# populations riveraines



## Stiannu

L'espressione "populations riveraines" abbonda nella letteratura sulle aree protette (parchi naturali, riserve di caccia) per indicare gli abitanti delle città o dei villaggi circostanti, siti alla periferia (immediatamente all'esterno) delle aree protette.
Secondo voi c'è un'espressione soddisfacente in italiano? Io ne ho pensate diverse, ma nessuna mi soddisfa fino in fondo:

_popolazioni rivierasche
_l'aggettivo è un po' inconsueto e richiama più la riviera marittima

_popolazioni periferiche_
tecnicamente funziona, ma sembra connotato (una cosa periferica è marginale, esclusa...)

_popolazioni circostanti_
vedrei meglio "territorio circostante" o "villaggi circostanti", ma l'aggettivo mi sembra strano se attribuito alle popolazioni

_popolazioni residenti_
quando si parla di una strada, _riverain_ può essere tradotto in questo modo; in questo caso però darebbe l'idea di popolazioni residenti all'interno dell'area considerata, mentre non è così.
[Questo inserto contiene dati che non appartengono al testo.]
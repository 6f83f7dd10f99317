// src/services/sitemap.rs

//! Sitemap generator.
//!
//! Lists the public, indexable routes as absolute URLs and writes them as a
//! sitemaps.org `urlset` document. `lastmod` comes from an injected [`Clock`]
//! that is read once per generation.

use std::sync::Arc;

use quick_xml::Writer;
use quick_xml::events::{BytesDecl, BytesEnd, BytesStart, BytesText, Event};

use crate::error::{AppError, Result};
use crate::models::{ChangeFrequency, Priority, SiteUrl, SitemapConfig, SitemapEntry};
use crate::services::clock::Clock;

/// Namespace of the sitemap protocol schema.
pub const SITEMAP_NS: &str = "http://www.sitemaps.org/schemas/sitemap/0.9";

/// A configured sitemap route with its priority already range-checked.
#[derive(Debug, Clone)]
struct RouteSpec {
    path: String,
    change_frequency: ChangeFrequency,
    priority: Priority,
}

/// Builds the sitemap for one deployment.
#[derive(Clone)]
pub struct SitemapGenerator {
    base: SiteUrl,
    routes: Vec<RouteSpec>,
    clock: Arc<dyn Clock>,
}

impl SitemapGenerator {
    pub fn new(base: &SiteUrl, config: &SitemapConfig, clock: Arc<dyn Clock>) -> Result<Self> {
        let routes = config
            .routes
            .iter()
            .map(|route| -> Result<RouteSpec> {
                Ok(RouteSpec {
                    path: route.path.clone(),
                    change_frequency: route.change_frequency,
                    priority: Priority::new(route.priority)?,
                })
            })
            .collect::<Result<Vec<_>>>()?;

        Ok(Self {
            base: base.clone(),
            routes,
            clock,
        })
    }

    /// Route paths in sitemap order.
    pub fn paths(&self) -> impl Iterator<Item = &str> {
        self.routes.iter().map(|r| r.path.as_str())
    }

    /// Produce the entries, all stamped with a single clock reading.
    pub fn generate(&self) -> Vec<SitemapEntry> {
        let now = self.clock.now();

        self.routes
            .iter()
            .map(|route| SitemapEntry {
                url: self.base.join(&route.path),
                last_modified: now,
                change_frequency: route.change_frequency,
                priority: route.priority,
            })
            .collect()
    }

    /// Generate and serialize in one step.
    pub fn render(&self) -> Result<String> {
        render_xml(&self.generate())
    }
}

/// Serialize entries as a sitemap protocol `urlset` document.
pub fn render_xml(entries: &[SitemapEntry]) -> Result<String> {
    let mut writer = Writer::new_with_indent(Vec::new(), b' ', 2);

    writer
        .write_event(Event::Decl(BytesDecl::new("1.0", Some("UTF-8"), None)))
        .map_err(AppError::xml)?;

    let mut urlset = BytesStart::new("urlset");
    urlset.push_attribute(("xmlns", SITEMAP_NS));
    writer
        .write_event(Event::Start(urlset))
        .map_err(AppError::xml)?;

    for entry in entries {
        writer
            .write_event(Event::Start(BytesStart::new("url")))
            .map_err(AppError::xml)?;
        write_text_element(&mut writer, "loc", &entry.url)?;
        write_text_element(&mut writer, "lastmod", &entry.lastmod())?;
        write_text_element(&mut writer, "changefreq", entry.change_frequency.as_str())?;
        write_text_element(&mut writer, "priority", &entry.priority.to_string())?;
        writer
            .write_event(Event::End(BytesEnd::new("url")))
            .map_err(AppError::xml)?;
    }

    writer
        .write_event(Event::End(BytesEnd::new("urlset")))
        .map_err(AppError::xml)?;

    let mut xml = String::from_utf8(writer.into_inner()).map_err(AppError::xml)?;
    xml.push('\n');
    Ok(xml)
}

fn write_text_element(writer: &mut Writer<Vec<u8>>, name: &str, text: &str) -> Result<()> {
    writer
        .write_event(Event::Start(BytesStart::new(name)))
        .map_err(AppError::xml)?;
    writer
        .write_event(Event::Text(BytesText::new(text)))
        .map_err(AppError::xml)?;
    writer
        .write_event(Event::End(BytesEnd::new(name)))
        .map_err(AppError::xml)?;
    Ok(())
}

#[cfg(test)]
mod tests {
    use super::*;
    use crate::models::SitemapRoute;
    use crate::services::clock::FixedClock;
    use chrono::{TimeZone, Utc};
    use quick_xml::Reader;

    fn fixed_generator(base: &str) -> SitemapGenerator {
        let base = SiteUrl::parse(base).unwrap();
        let clock = FixedClock(Utc.with_ymd_and_hms(2026, 3, 1, 12, 0, 0).unwrap());
        SitemapGenerator::new(&base, &SitemapConfig::default(), Arc::new(clock)).unwrap()
    }

    /// Parse a urlset document, returning (loc, lastmod, changefreq, priority) per url.
    fn parse_urlset(xml: &str) -> Vec<(String, String, String, String)> {
        let mut reader = Reader::from_str(xml);
        reader.config_mut().trim_text(true);
        let mut buf = Vec::new();

        let mut saw_namespace = false;
        let mut current_tag = String::new();
        let mut current = (String::new(), String::new(), String::new(), String::new());
        let mut urls = Vec::new();

        loop {
            match reader.read_event_into(&mut buf) {
                Ok(Event::Start(ref e)) => {
                    let name = String::from_utf8_lossy(e.name().as_ref()).to_string();
                    if name == "urlset" {
                        saw_namespace = e.attributes().flatten().any(|attr| {
                            attr.key.as_ref() == b"xmlns"
                                && attr.value.as_ref() == SITEMAP_NS.as_bytes()
                        });
                    }
                    current_tag = name;
                }
                Ok(Event::Text(ref e)) => {
                    let text = e.unescape().unwrap().to_string();
                    match current_tag.as_str() {
                        "loc" => current.0 = text,
                        "lastmod" => current.1 = text,
                        "changefreq" => current.2 = text,
                        "priority" => current.3 = text,
                        other => panic!("unexpected text inside <{other}>"),
                    }
                }
                Ok(Event::End(ref e)) => {
                    if e.name().as_ref() == b"url" {
                        urls.push(std::mem::take(&mut current));
                    }
                    current_tag.clear();
                }
                Ok(Event::Eof) => break,
                Err(e) => panic!("sitemap is not well-formed: {e}"),
                _ => {}
            }
            buf.clear();
        }

        assert!(saw_namespace, "urlset must declare the sitemap namespace");
        urls
    }

    #[test]
    fn test_two_entry_scenario() {
        let entries = fixed_generator("https://example.test").generate();

        assert_eq!(entries.len(), 2);
        assert_eq!(entries[0].url, "https://example.test");
        assert_eq!(entries[0].priority.value(), 1.0);
        assert_eq!(entries[0].change_frequency, ChangeFrequency::Weekly);
        assert_eq!(entries[1].url, "https://example.test/agenda");
        assert_eq!(entries[1].priority.value(), 0.8);
        assert_eq!(entries[1].change_frequency, ChangeFrequency::Daily);
    }

    #[test]
    fn test_single_clock_reading_for_all_entries() {
        let entries = fixed_generator("https://example.test").generate();
        assert!(entries.iter().all(|e| e.last_modified == entries[0].last_modified));
    }

    #[test]
    fn test_render_is_deterministic_with_fixed_clock() {
        let generator = fixed_generator("https://example.test");
        assert_eq!(generator.render().unwrap(), generator.render().unwrap());
    }

    #[test]
    fn test_xml_is_well_formed_and_on_base() {
        let xml = fixed_generator("https://example.test").render().unwrap();
        assert!(xml.starts_with("<?xml version=\"1.0\" encoding=\"UTF-8\"?>"));

        let urls = parse_urlset(&xml);
        assert_eq!(urls.len(), 2);
        for (loc, lastmod, _, _) in &urls {
            assert!(loc.starts_with("https://example.test"));
            assert_eq!(lastmod, "2026-03-01T12:00:00Z");
        }
        assert_eq!(urls[0].2, "weekly");
        assert_eq!(urls[0].3, "1.0");
        assert_eq!(urls[1].0, "https://example.test/agenda");
        assert_eq!(urls[1].2, "daily");
        assert_eq!(urls[1].3, "0.8");
    }

    #[test]
    fn test_loc_text_is_escaped() {
        let base = SiteUrl::parse("https://example.test").unwrap();
        let config = SitemapConfig {
            routes: vec![SitemapRoute {
                path: "/search?a=1&b=2".to_string(),
                change_frequency: ChangeFrequency::Never,
                priority: 0.1,
            }],
            base_url: None,
        };
        let clock = FixedClock(Utc.with_ymd_and_hms(2026, 3, 1, 0, 0, 0).unwrap());
        let generator = SitemapGenerator::new(&base, &config, Arc::new(clock)).unwrap();

        let xml = generator.render().unwrap();
        assert!(xml.contains("a=1&amp;b=2"));
        assert_eq!(parse_urlset(&xml)[0].0, "https://example.test/search?a=1&b=2");
    }

    #[test]
    fn test_priority_out_of_range_is_rejected() {
        let base = SiteUrl::parse("https://example.test").unwrap();
        let mut config = SitemapConfig::default();
        config.routes[0].priority = 1.2;
        let clock = FixedClock(Utc.with_ymd_and_hms(2026, 3, 1, 0, 0, 0).unwrap());
        assert!(SitemapGenerator::new(&base, &config, Arc::new(clock)).is_err());
    }

    #[test]
    fn test_priorities_within_bounds() {
        for entry in fixed_generator("https://example.test").generate() {
            let p = entry.priority.value();
            assert!((0.0..=1.0).contains(&p));
        }
    }

    #[test]
    fn test_fractional_priorities_are_not_rounded() {
        let base = SiteUrl::parse("https://example.test").unwrap();
        let mut config = SitemapConfig::default();
        config.routes[0].priority = 0.25;
        config.routes[1].priority = 0.85;
        let clock = FixedClock(Utc.with_ymd_and_hms(2026, 3, 1, 0, 0, 0).unwrap());

        let generator = SitemapGenerator::new(&base, &config, Arc::new(clock)).unwrap();
        let urls = parse_urlset(&generator.render().unwrap());
        assert_eq!(urls[0].3, "0.25");
        assert_eq!(urls[1].3, "0.85");
    }
}
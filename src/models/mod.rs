// src/models/mod.rs

//! Domain models for the crawl-control surface.
//!
//! This module contains the configuration records and the values the three
//! generators produce, organized by their primary purpose.

mod config;
mod metadata;
mod robots;
mod site;
mod sitemap;

// Re-export all public types
pub use config::{
    Config, ENV_BASE_URL, ENV_BIND, LoggingConfig, MetadataConfig, RobotsConfig, ServerConfig,
    SiteConfig, SitemapConfig, SitemapRoute,
};
pub use metadata::{RobotsDirective, RouteMetadataDescriptor};
pub use robots::{CrawlRule, RobotsPolicy};
pub use site::{RouteEntry, SiteUrl, is_within};
pub use sitemap::{ChangeFrequency, Priority, SitemapEntry};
Che ne pensate? Avete consigli? Grazie in anticipo.


----------



## Anaiss

Limitrofe?


----------



## Stiannu

Grazie, non ci avevo pensato!
Per quel che conta, come numero di occorrenze su Google (ed escludento "popolazioni residenti" che ha un altro senso), l'espressione "popolazioni rivierasche" si piazza al primo posto, seguita a ruota da "popolazioni limitrofe" (che però mi piace molto di più). "Circostanti" si piazza subito dopo, un po' più giù arriva "confinanti", mentre "periferiche" è molto molto sotto.


----------



## Anaiss

Ho dato un occhio al Treccani per limitrofe, e mi sembra che soddisfi le esigenze che hai specificato.

Ma rivierasche/riveraines sembra faccia riferimento in modo specifico a luoghi-popolazioni in prossimità di corsi d'acqua.
 Possibile che se ne faccia un uso più generico?


----------



## Stiannu

Secondo me è una traduzione molto utilizzata proprio per l'assonanza tra _riveraines_ e _rivierasche_, ma appunto è imprecisa.


----------



## Anaiss

Beh, limitrofe è generica ma efficace allo stesso tempo creo.
Si può trattare di qualunque luogo, anche non percorso da corsi d'acqua.


----------



## ursu-lab

Stiannu said:


> L'espressione "populations riveraines" abbonda nella letteratura sulle aree protette (parchi naturali, riserve di caccia) per indicare gli abitanti delle città o dei villaggi circostanti, siti alla periferia (immediatamente all'esterno) delle aree protette.
> Secondo voi c'è un'espressione soddisfacente in italiano? Io ne ho pensate diverse, ma nessuna mi soddisfa fino in fondo:
> 
> _popolazioni rivierasche
> _l'aggettivo è un po' inconsueto e richiama più la riviera marittima
> 
> _popolazioni periferiche_
> tecnicamente funziona, ma sembra connotato (una cosa periferica è marginale, esclusa...)
> 
> _popolazioni circostanti_
> vedrei meglio "territorio circostante" o "villaggi circostanti", ma l'aggettivo mi sembra strano se attribuito alle popolazioni
> 
> _popolazioni residenti_
> quando si parla di una strada, _riverain_ può essere tradotto in questo modo; in questo caso però darebbe l'idea di popolazioni residenti all'interno dell'area considerata, mentre non è così.
> 
> Che ne pensate? Avete consigli? Grazie in anticipo.



Se ci fosse sempre "acqua" io userei  "popolazioni costiere".

Rivierasche, da quanto ne so, si usa solo per la Riviera, soprattutto la Ligure.

Altrimenti è "popolazioni limitrofe", o "popolazioni attigue".


----------



## VRF

Ciao a tutti,

"riverain" é, secondo il CNRTL "(Personne/groupe) qui possède des propriétés et/ou qui habite le long d'un domaine, d'une voie de communication, etc."

Allora, penso che possiamo utilizzare "limitrofo, confinante, vicino, contiguo" e ancora "costiero, riverasco o fluviale" si l'adjectif fait allusion à quelque chose qui se trouve prêt d'un cours d'eau.

Tout dépendra, comme d'habitude, du contexte


----------



## frites

dans le langage courant, "population riveraine" est un terme compliqué pour dire le voisinage et donc "la vicinanza" ou "vicini" non ?


----------